The cow-less cheese still awaits approval from the European Food Safety Authority, but now that the milestone of creating casein in the lab has been reached, Korteweg and Koffeman need to upscale their model to be able to produce cheese on a larger scale. They hope to fully launch their product and have it in stores by 2027.
Named after Margaret Thatcher, this bovine beauty is quite the revolutionary lady herself. On top of that she’s actually made of metal, unlike the original.Those Vegan Cowboys
“As the first female prime minister of the country, Thatcher famously put her iron will and vision for the future in the words: ‘there is no alternative.’ Our Margaret is the first of her kind as well, and the embodiment of our own vision for the future. However, she spreads a message that’s quite the opposite, a message that will transcend national borders: ‘I am the alternative.’”, Those Vegan Cowboys describe their stainless steel mascot.

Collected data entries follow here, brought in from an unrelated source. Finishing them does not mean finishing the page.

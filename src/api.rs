use std::sync::Arc;

use axum::{
    extract::{Path, Query, State},
    http::StatusCode,
    response::{IntoResponse, Response},
    routing::{get, post},
    Json, Router,
};
use serde_json::json;
use tower_http::cors::CorsLayer;
use uuid::Uuid;

use crate::alerts::{AlertHub, MonitorAlert};
use crate::emergency::{
    EmergencyPriority, EmergencyReason, EmergencyStatistics, EmergencySyncRequest, EmergencySyncResult,
    EmergencyTrigger,
};
use crate::health::{HealthMonitor, HealthStatus, SystemHealthReport};
use crate::model::{SyncError, SyncStatus};
use crate::orchestrator::{OrchestratorStatus, SyncOrchestrator};
use crate::scheduler::{JobHistoryEntry, SchedulerStatistics, SchedulerStatus, SyncScheduler};

#[derive(Clone)]
pub struct AppState {
    pub orchestrator: Arc<SyncOrchestrator>,
    pub scheduler: Arc<SyncScheduler>,
    pub emergency: Arc<EmergencyTrigger>,
    pub health: Arc<HealthMonitor>,
    pub alerts: Arc<AlertHub>,
}

pub fn create_router(state: AppState) -> Router {
    Router::new()
        .route("/health", get(health))
        .route("/status", get(status))
        .route("/history", get(history))
        .route("/alerts", get(alerts))
        .route("/alerts/{id}/ack", post(ack_alert))
        .route("/sync", post(manual_sync))
        .route("/emergency", post(emergency))
        .route("/emergency/active", get(emergency_active))
        .route("/emergency/statistics", get(emergency_statistics))
        .layer(CorsLayer::very_permissive())
        .with_state(state)
}

/// `anyhow` errors mapped onto HTTP; hard faults from [`SyncError`] keep their meaning.
struct ApiError(anyhow::Error);

impl From<anyhow::Error> for ApiError {
    fn from(e: anyhow::Error) -> Self {
        Self(e)
    }
}

impl IntoResponse for ApiError {
    fn into_response(self) -> Response {
        let code = match self.0.downcast_ref::<SyncError>() {
            Some(SyncError::UnknownSource(_)) => StatusCode::NOT_FOUND,
            Some(SyncError::AlreadyRunning) => StatusCode::CONFLICT,
            Some(SyncError::InvalidConfig(_)) => StatusCode::BAD_REQUEST,
            None => StatusCode::INTERNAL_SERVER_ERROR,
        };
        if code == StatusCode::INTERNAL_SERVER_ERROR {
            tracing::error!(target: "api", "request failed: {:#}", self.0);
        }
        (code, Json(json!({ "error": format!("{:#}", self.0) }))).into_response()
    }
}

type ApiResult<T> = Result<Json<T>, ApiError>;

async fn health(State(state): State<AppState>) -> Result<(StatusCode, Json<SystemHealthReport>), ApiError> {
    let report = state.health.perform_health_check().await?;
    let code = match report.status {
        HealthStatus::Healthy | HealthStatus::Degraded => StatusCode::OK,
        HealthStatus::Unhealthy | HealthStatus::Critical => StatusCode::SERVICE_UNAVAILABLE,
    };
    Ok((code, Json(report)))
}

#[derive(serde::Serialize)]
struct StatusOut {
    scheduler: SchedulerStatus,
    orchestrator: OrchestratorStatus,
    sources: Vec<SyncStatus>,
    statistics: SchedulerStatistics,
}

async fn status(State(state): State<AppState>) -> ApiResult<StatusOut> {
    let sources = state.orchestrator.monitor().store().list().await?;
    Ok(Json(StatusOut {
        scheduler: state.scheduler.get_status(),
        orchestrator: state.orchestrator.get_status(),
        sources,
        statistics: state.scheduler.get_statistics(),
    }))
}

#[derive(serde::Deserialize)]
struct LimitQuery {
    #[serde(default)]
    limit: Option<usize>,
}

async fn history(State(state): State<AppState>, Query(q): Query<LimitQuery>) -> Json<Vec<JobHistoryEntry>> {
    let mut rows = state.scheduler.get_history();
    rows.reverse();
    rows.truncate(q.limit.unwrap_or(20));
    Json(rows)
}

#[derive(serde::Deserialize)]
struct AlertQuery {
    #[serde(default)]
    limit: Option<usize>,
    #[serde(default)]
    unacknowledged: bool,
}

async fn alerts(State(state): State<AppState>, Query(q): Query<AlertQuery>) -> Json<Vec<MonitorAlert>> {
    let limit = q.limit.unwrap_or(50);
    let mut rows = if q.unacknowledged {
        state.alerts.unacknowledged()
    } else {
        state.alerts.recent(limit)
    };
    rows.truncate(limit);
    Json(rows)
}

async fn ack_alert(State(state): State<AppState>, Path(id): Path<Uuid>) -> StatusCode {
    if state.alerts.acknowledge(id) {
        StatusCode::NO_CONTENT
    } else {
        StatusCode::NOT_FOUND
    }
}

async fn manual_sync(State(state): State<AppState>) -> ApiResult<JobHistoryEntry> {
    Ok(Json(state.scheduler.trigger_manual().await?))
}

#[derive(serde::Deserialize)]
struct EmergencyReq {
    #[serde(default)]
    sources: Vec<String>,
    reason: EmergencyReason,
    #[serde(default = "default_priority")]
    priority: EmergencyPriority,
    requested_by: String,
    #[serde(default)]
    notes: Option<String>,
}

fn default_priority() -> EmergencyPriority {
    EmergencyPriority::High
}

async fn emergency(State(state): State<AppState>, Json(body): Json<EmergencyReq>) -> ApiResult<EmergencySyncResult> {
    let result = state
        .emergency
        .trigger(&body.sources, body.reason, body.priority, &body.requested_by, body.notes)
        .await?;
    Ok(Json(result))
}

async fn emergency_statistics(State(state): State<AppState>) -> Json<EmergencyStatistics> {
    Json(state.emergency.get_statistics())
}

async fn emergency_active(State(state): State<AppState>) -> Json<Vec<EmergencySyncRequest>> {
    Json(state.emergency.get_active_requests())
}
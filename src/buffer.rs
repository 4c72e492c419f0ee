//! # Bounded Buffer
//! Fixed-capacity FIFO used for alerts, run history and emergency history.
//! Pushing into a full buffer evicts the oldest entry; the capacity never changes.

use std::collections::VecDeque;

#[derive(Debug, Clone)]
pub struct BoundedBuffer<T> {
    buf: VecDeque<T>,
    cap: usize,
}

impl<T> BoundedBuffer<T> {
    /// `cap` of 0 is treated as 1.
    pub fn with_capacity(cap: usize) -> Self {
        let cap = cap.max(1);
        Self {
            buf: VecDeque::with_capacity(cap),
            cap,
        }
    }

    /// Append `item`, returning the evicted oldest entry if the buffer was full.
    pub fn push(&mut self, item: T) -> Option<T> {
        let evicted = if self.buf.len() == self.cap {
            self.buf.pop_front()
        } else {
            None
        };
        self.buf.push_back(item);
        evicted
    }

    pub fn len(&self) -> usize {
        self.buf.len()
    }

    pub fn is_empty(&self) -> bool {
        self.buf.is_empty()
    }

    /// Oldest first.
    pub fn iter(&self) -> impl DoubleEndedIterator<Item = &T> {
        self.buf.iter()
    }

    pub fn iter_mut(&mut self) -> impl DoubleEndedIterator<Item = &mut T> {
        self.buf.iter_mut()
    }
}

impl<T: Clone> BoundedBuffer<T> {
    pub fn to_vec(&self) -> Vec<T> {
        self.buf.iter().cloned().collect()
    }
}
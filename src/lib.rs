// src/lib.rs
// Public library surface for the binary and integration tests.

pub mod alerts;
pub mod api;
pub mod buffer;
pub mod clock;
pub mod config;
pub mod emergency;
pub mod engine;
pub mod health;
pub mod ingest;
pub mod metrics;
pub mod model;
pub mod monitor;
pub mod orchestrator;
pub mod scheduler;
pub mod store;

// Outbound alert channels (Slack, Discord, SMTP)
pub mod notify;

// ---- Re-exports for stable public API ----
pub use crate::api::create_router;
pub use crate::config::{EngineConfig, SourceConfig};
pub use crate::engine::Engine;
pub use crate::model::{JobStatus, SyncError, SyncJob, SyncStatus};
pub use crate::notify::NotifierMux;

The first casein the start-up created is based on sugars, but the next step for the cowboys is to make it out of grass, by collaborating with dairy farmers who have large areas of grassland at their disposal. The company says that producing cheese in this way only requires 20% of the land and water used for the regular cheesemaking process and greatly reduces greenhouse gas emissions, as well as animal suffering. Moreover, after the initial development investment, which is rather high, Korteweg says the new cheesemaking process will be a lot cheaper than the traditional method.